> What to do:
Report the lines of the material that carry the string "Clone".

> Data provided:
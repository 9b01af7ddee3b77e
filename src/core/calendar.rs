//! Holiday-aware business day arithmetic.
//!
//! Holidays are configured as literal dates. A year of `9999` marks a
//! holiday that recurs on the same month and day every year; any other
//! year pins the holiday to that exact date. Saturdays and Sundays are
//! never business days.

use chrono::{Datelike, NaiveDate, Weekday};
use log::warn;
use std::collections::BTreeSet;
use thiserror::Error;

/// Year placeholder for holidays that recur annually.
pub const RECURRING_YEAR: i32 = 9999;

/// A leap year used to validate recurring entries such as Feb 29.
const LEAP_REFERENCE_YEAR: i32 = 2000;

/// Count of distinct month/day pairs, Feb 29 included.
const DAYS_IN_LEAP_YEAR: usize = 366;

/// A date string that could not be understood.
#[derive(Debug, Clone, PartialEq, Eq, Error)]
#[error("invalid date '{input}': {reason}")]
pub struct InvalidDateError {
    pub input: String,
    pub reason: String,
}

impl InvalidDateError {
    fn new(input: &str, reason: impl Into<String>) -> Self {
        Self {
            input: input.to_string(),
            reason: reason.into(),
        }
    }
}

/// Errors arising from calendar construction and date arithmetic.
#[derive(Debug, Clone, PartialEq, Eq, Error)]
pub enum CalendarError {
    #[error(transparent)]
    InvalidDate(#[from] InvalidDateError),
    #[error("recurring holidays cover every day of the year")]
    NoBusinessDays,
    #[error("no business day reachable from {0} within the supported date range")]
    OutOfRange(NaiveDate),
}

/// Parse a ledger or configuration date.
///
/// Accepts ISO `YYYY-MM-DD` and SAP list format `DD.MM.YYYY`.
pub fn parse_date(input: &str) -> Result<NaiveDate, InvalidDateError> {
    let trimmed = input.trim();
    if trimmed.is_empty() {
        return Err(InvalidDateError::new(input, "empty date"));
    }
    NaiveDate::parse_from_str(trimmed, "%Y-%m-%d")
        .or_else(|_| NaiveDate::parse_from_str(trimmed, "%d.%m.%Y"))
        .map_err(|e| InvalidDateError::new(input, e.to_string()))
}

/// A single configured holiday.
#[derive(Debug, Clone, Copy, PartialEq, Eq, PartialOrd, Ord, Hash)]
pub enum Holiday {
    /// Applies only on this exact date.
    Fixed(NaiveDate),
    /// Applies on this month and day in every year.
    Recurring { month: u32, day: u32 },
}

impl Holiday {
    /// Parse a holiday entry, treating year `9999` as "every year".
    ///
    /// # Examples
    ///
    /// ```
    /// use gl_clearing::core::calendar::Holiday;
    ///
    /// assert_eq!(
    ///     Holiday::parse("9999-12-25").unwrap(),
    ///     Holiday::Recurring { month: 12, day: 25 },
    /// );
    /// assert!(matches!(Holiday::parse("29.03.2024").unwrap(), Holiday::Fixed(_)));
    /// ```
    pub fn parse(input: &str) -> Result<Self, InvalidDateError> {
        let trimmed = input.trim();
        let (year, month, day) = split_components(trimmed)
            .ok_or_else(|| InvalidDateError::new(input, "expected YYYY-MM-DD or DD.MM.YYYY"))?;

        if year == RECURRING_YEAR {
            NaiveDate::from_ymd_opt(LEAP_REFERENCE_YEAR, month, day)
                .ok_or_else(|| InvalidDateError::new(input, "no such month and day"))?;
            return Ok(Holiday::Recurring { month, day });
        }

        NaiveDate::from_ymd_opt(year, month, day)
            .map(Holiday::Fixed)
            .ok_or_else(|| InvalidDateError::new(input, "no such calendar date"))
    }
}

fn split_components(s: &str) -> Option<(i32, u32, u32)> {
    let parts: Vec<&str> = if s.contains('-') {
        s.split('-').collect()
    } else {
        s.split('.').collect()
    };
    if parts.len() != 3 || parts.iter().any(|p| p.is_empty()) {
        return None;
    }
    if s.contains('-') {
        Some((parts[0].parse().ok()?, parts[1].parse().ok()?, parts[2].parse().ok()?))
    } else {
        Some((parts[2].parse().ok()?, parts[1].parse().ok()?, parts[0].parse().ok()?))
    }
}

/// A weekend and holiday calendar.
///
/// Built once from configuration and shared read-only by every clearing
/// worker.
///
/// # Examples
///
/// ```
/// use gl_clearing::core::calendar::BusinessCalendar;
/// use chrono::NaiveDate;
///
/// let calendar = BusinessCalendar::from_entries(&["9999-12-25", "9999-12-26"]).unwrap();
/// let christmas_eve = NaiveDate::from_ymd_opt(2024, 12, 24).unwrap();
///
/// assert!(calendar.is_business_day(christmas_eve));
/// assert_eq!(
///     calendar.next_business_day(christmas_eve).unwrap(),
///     NaiveDate::from_ymd_opt(2024, 12, 27).unwrap(),
/// );
/// ```
#[derive(Debug, Clone, Default)]
pub struct BusinessCalendar {
    fixed: BTreeSet<NaiveDate>,
    recurring: BTreeSet<(u32, u32)>,
}

impl BusinessCalendar {
    /// A calendar with weekends only.
    pub fn new() -> Self {
        Self::default()
    }

    /// Build a calendar from already parsed holidays.
    pub fn from_holidays(
        holidays: impl IntoIterator<Item = Holiday>,
    ) -> Result<Self, CalendarError> {
        let mut calendar = Self::new();
        for holiday in holidays {
            match holiday {
                Holiday::Fixed(date) => {
                    calendar.fixed.insert(date);
                }
                Holiday::Recurring { month, day } => {
                    calendar.recurring.insert((month, day));
                }
            }
        }
        if calendar.recurring.len() >= DAYS_IN_LEAP_YEAR {
            return Err(CalendarError::NoBusinessDays);
        }
        for date in calendar.overlapping_holidays() {
            warn!(
                "Holiday {} is configured both as an exact date and as a recurring date",
                date
            );
        }
        Ok(calendar)
    }

    /// Build a calendar from configuration strings.
    pub fn from_entries<S: AsRef<str>>(entries: &[S]) -> Result<Self, CalendarError> {
        let holidays = entries
            .iter()
            .map(|e| Holiday::parse(e.as_ref()))
            .collect::<Result<Vec<_>, _>>()?;
        Self::from_holidays(holidays)
    }

    /// Number of configured holiday entries (exact plus recurring).
    pub fn holiday_count(&self) -> usize {
        self.fixed.len() + self.recurring.len()
    }

    pub fn is_weekend(&self, date: NaiveDate) -> bool {
        matches!(date.weekday(), Weekday::Sat | Weekday::Sun)
    }

    pub fn is_holiday(&self, date: NaiveDate) -> bool {
        self.fixed.contains(&date) || self.recurring.contains(&(date.month(), date.day()))
    }

    pub fn is_business_day(&self, date: NaiveDate) -> bool {
        !self.is_weekend(date) && !self.is_holiday(date)
    }

    /// The first business day strictly after `date`.
    pub fn next_business_day(&self, date: NaiveDate) -> Result<NaiveDate, CalendarError> {
        self.scan(date, true)
    }

    /// The last business day strictly before `date`.
    pub fn previous_business_day(&self, date: NaiveDate) -> Result<NaiveDate, CalendarError> {
        self.scan(date, false)
    }

    /// `date` itself when it is a business day, otherwise the next one.
    pub fn roll_forward(&self, date: NaiveDate) -> Result<NaiveDate, CalendarError> {
        if self.is_business_day(date) {
            Ok(date)
        } else {
            self.next_business_day(date)
        }
    }

    /// Move `n` business days from `date`; negative `n` moves backwards.
    /// `n == 0` rolls forward to a business day.
    pub fn add_business_days(&self, date: NaiveDate, n: i64) -> Result<NaiveDate, CalendarError> {
        if n == 0 {
            return self.roll_forward(date);
        }
        let forward = n > 0;
        let mut current = date;
        for _ in 0..n.unsigned_abs() {
            current = self.scan(current, forward)?;
        }
        Ok(current)
    }

    /// Business days in the half-open range `(start, end]`, negative when
    /// `end` precedes `start`.
    pub fn business_days_between(&self, start: NaiveDate, end: NaiveDate) -> i64 {
        let (from, to, sign) = if start <= end {
            (start, end, 1)
        } else {
            (end, start, -1)
        };
        let mut count = 0;
        let mut current = from;
        while current < to {
            match current.succ_opt() {
                Some(next) => current = next,
                None => break,
            }
            if self.is_business_day(current) {
                count += 1;
            }
        }
        count * sign
    }

    /// First business day of the month containing `date` (ultimo + 1).
    pub fn first_business_day_of_month(&self, date: NaiveDate) -> Result<NaiveDate, CalendarError> {
        let first = date.with_day(1).ok_or(CalendarError::OutOfRange(date))?;
        self.roll_forward(first)
    }

    /// Last business day of the month containing `date` (ultimo).
    pub fn last_business_day_of_month(&self, date: NaiveDate) -> Result<NaiveDate, CalendarError> {
        let (year, month) = if date.month() == 12 {
            (date.year() + 1, 1)
        } else {
            (date.year(), date.month() + 1)
        };
        let last = NaiveDate::from_ymd_opt(year, month, 1)
            .and_then(|d| d.pred_opt())
            .ok_or(CalendarError::OutOfRange(date))?;
        if self.is_business_day(last) {
            Ok(last)
        } else {
            self.previous_business_day(last)
        }
    }

    /// Clearing date for a run executed on `as_of` under month-end rules.
    ///
    /// Runs up to and including the month's first business day still
    /// clear into the previous period at its ultimo. Runs after this
    /// month's ultimo clear at the ultimo. Otherwise the run date is used.
    pub fn period_clearing_date(&self, as_of: NaiveDate) -> Result<NaiveDate, CalendarError> {
        let ultimo_plus_one = self.first_business_day_of_month(as_of)?;
        let ultimo = self.last_business_day_of_month(as_of)?;

        if ultimo < as_of {
            Ok(ultimo)
        } else if as_of <= ultimo_plus_one {
            self.previous_business_day(ultimo_plus_one)
        } else {
            Ok(as_of)
        }
    }

    /// Exact holidays that fall on a recurring holiday's month and day.
    pub fn overlapping_holidays(&self) -> Vec<NaiveDate> {
        self.fixed
            .iter()
            .filter(|d| self.recurring.contains(&(d.month(), d.day())))
            .copied()
            .collect()
    }

    fn scan(&self, date: NaiveDate, forward: bool) -> Result<NaiveDate, CalendarError> {
        let mut current = date;
        loop {
            let next = if forward {
                current.succ_opt()
            } else {
                current.pred_opt()
            };
            current = next.ok_or(CalendarError::OutOfRange(date))?;
            if self.is_business_day(current) {
                return Ok(current);
            }
        }
    }
}
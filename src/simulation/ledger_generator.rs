//! Synthetic ledger exports for stress testing the clearing engine.
//!
//! Generated ledgers mix offsetting pairs, split payments that only a
//! full-bucket closure can clear, and stray items with no counterpart.

use crate::core::amount::Amount;
use crate::core::ledger_row::LedgerRow;
use crate::core::scope::{CompanyCode, Country};
use chrono::{Duration, NaiveDate};
use rand::rngs::StdRng;
use rand::seq::SliceRandom;
use rand::{Rng, SeedableRng};

/// Configuration for generating a random ledger export.
#[derive(Debug, Clone)]
pub struct LedgerConfig {
    /// Company codes with their countries.
    pub scopes: Vec<(CompanyCode, Country)>,
    pub accounts: Vec<String>,
    pub currencies: Vec<String>,
    /// Approximate number of rows to generate.
    pub item_count: usize,
    /// Share of documents generated as two-item offsets.
    pub pair_ratio: f64,
    /// Share of documents generated as one debit against two credits.
    pub split_ratio: f64,
    /// Posting dates are drawn from `start_date` onwards.
    pub start_date: NaiveDate,
    pub posting_days: i64,
    /// Amount range in minor units.
    pub min_minor: i64,
    pub max_minor: i64,
    /// Fixed seed for reproducible ledgers.
    pub seed: Option<u64>,
}

impl Default for LedgerConfig {
    fn default() -> Self {
        Self {
            scopes: vec![
                (CompanyCode::new("1000"), Country::new("DE")),
                (CompanyCode::new("2000"), Country::new("FR")),
            ],
            accounts: vec!["24182000".to_string()],
            currencies: vec!["EUR".to_string()],
            item_count: 1_000,
            pair_ratio: 0.6,
            split_ratio: 0.2,
            start_date: NaiveDate::from_ymd_opt(2024, 6, 1).unwrap_or_default(),
            posting_days: 28,
            min_minor: 1_00,
            max_minor: 1_000_000_00,
            seed: None,
        }
    }
}

impl LedgerConfig {
    /// Override the scopes from `CODE:COUNTRY` entries; a bare code gets
    /// country `DE`.
    pub fn with_scope_list(mut self, entries: &[String]) -> Self {
        self.scopes = entries
            .iter()
            .filter(|e| !e.trim().is_empty())
            .map(|entry| match entry.split_once(':') {
                Some((code, country)) => (CompanyCode::new(code), Country::new(country)),
                None => (CompanyCode::new(entry.as_str()), Country::new("DE")),
            })
            .collect();
        self
    }
}

struct RowFactory<'a> {
    config: &'a LedgerConfig,
    rng: StdRng,
    next_document: u64,
}

impl RowFactory<'_> {
    fn row(
        &mut self,
        scope: &(CompanyCode, Country),
        account: &str,
        currency: &str,
        minor: i64,
        reference: &str,
    ) -> LedgerRow {
        let offset = self.rng.gen_range(0..self.config.posting_days.max(1));
        let posted = self.config.start_date + Duration::days(offset);
        self.next_document += 1;
        LedgerRow {
            document_id: format!("19{:08}", self.next_document),
            company_code: scope.0.to_string(),
            country: scope.1.to_string(),
            account: account.to_string(),
            amount: Amount::from_minor(minor).to_string(),
            currency: currency.to_string(),
            posting_date: posted.format("%Y-%m-%d").to_string(),
            reference: reference.to_string(),
            ..Default::default()
        }
    }

    fn amount(&mut self) -> i64 {
        let low = self.config.min_minor.max(2);
        let high = self.config.max_minor.max(low + 1);
        self.rng.gen_range(low..high)
    }
}

/// Generate a shuffled ledger export.
pub fn generate_ledger(config: &LedgerConfig) -> Vec<LedgerRow> {
    if config.scopes.is_empty() || config.accounts.is_empty() || config.currencies.is_empty() {
        return Vec::new();
    }

    let rng = match config.seed {
        Some(seed) => StdRng::seed_from_u64(seed),
        None => StdRng::from_entropy(),
    };
    let mut factory = RowFactory {
        config,
        rng,
        next_document: 0,
    };
    let mut rows = Vec::with_capacity(config.item_count + 2);
    let mut case = 0usize;

    while rows.len() < config.item_count {
        case += 1;
        let scope = &config.scopes[factory.rng.gen_range(0..config.scopes.len())];
        let account = &config.accounts[factory.rng.gen_range(0..config.accounts.len())];
        let currency = &config.currencies[factory.rng.gen_range(0..config.currencies.len())];
        let reference = format!("REF-{:06}", case);
        let amount = factory.amount();
        let draw: f64 = factory.rng.gen();

        if draw < config.pair_ratio {
            rows.push(factory.row(scope, account, currency, amount, &reference));
            rows.push(factory.row(scope, account, currency, -amount, &reference));
        } else if draw < config.pair_ratio + config.split_ratio {
            let part = factory.rng.gen_range(1..amount);
            rows.push(factory.row(scope, account, currency, amount, &reference));
            rows.push(factory.row(scope, account, currency, -part, &reference));
            rows.push(factory.row(scope, account, currency, part - amount, &reference));
        } else {
            let sign = if factory.rng.gen_bool(0.5) { 1 } else { -1 };
            rows.push(factory.row(scope, account, currency, sign * amount, &reference));
        }
    }

    rows.shuffle(&mut factory.rng);
    rows
}

#[cfg(test)]
mod tests {
    use super::*;
    use crate::core::store::OpenItemStore;

    #[test]
    fn test_generated_rows_are_valid() {
        let config = LedgerConfig {
            item_count: 200,
            seed: Some(7),
            ..Default::default()
        };
        let rows = generate_ledger(&config);
        assert!(rows.len() >= 200);

        let store = OpenItemStore::load(&rows).unwrap();
        assert_eq!(store.len(), rows.len());
        assert_eq!(store.company_codes().len(), 2);
    }

    #[test]
    fn test_seed_reproducible() {
        let config = LedgerConfig {
            item_count: 50,
            seed: Some(42),
            ..Default::default()
        };
        assert_eq!(generate_ledger(&config), generate_ledger(&config));
    }

    #[test]
    fn test_scope_list() {
        let config = LedgerConfig::default()
            .with_scope_list(&["1000:de".to_string(), "3000".to_string()]);
        assert_eq!(config.scopes[0].1, Country::new("DE"));
        assert_eq!(config.scopes[1].0, CompanyCode::new("3000"));
    }

    #[test]
    fn test_empty_scopes() {
        let config = LedgerConfig {
            scopes: Vec::new(),
            ..Default::default()
        };
        assert!(generate_ledger(&config).is_empty());
    }
}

> Exercise result:
#[derive(Debug, Clone, PartialEq, Eq, Error)]
#[derive(Debug, Clone, PartialEq, Eq, Error)]
#[derive(Debug, Clone, Copy, PartialEq, Eq, PartialOrd, Ord, Hash)]
#[derive(Debug, Clone, Default)]
#[derive(Debug, Clone)]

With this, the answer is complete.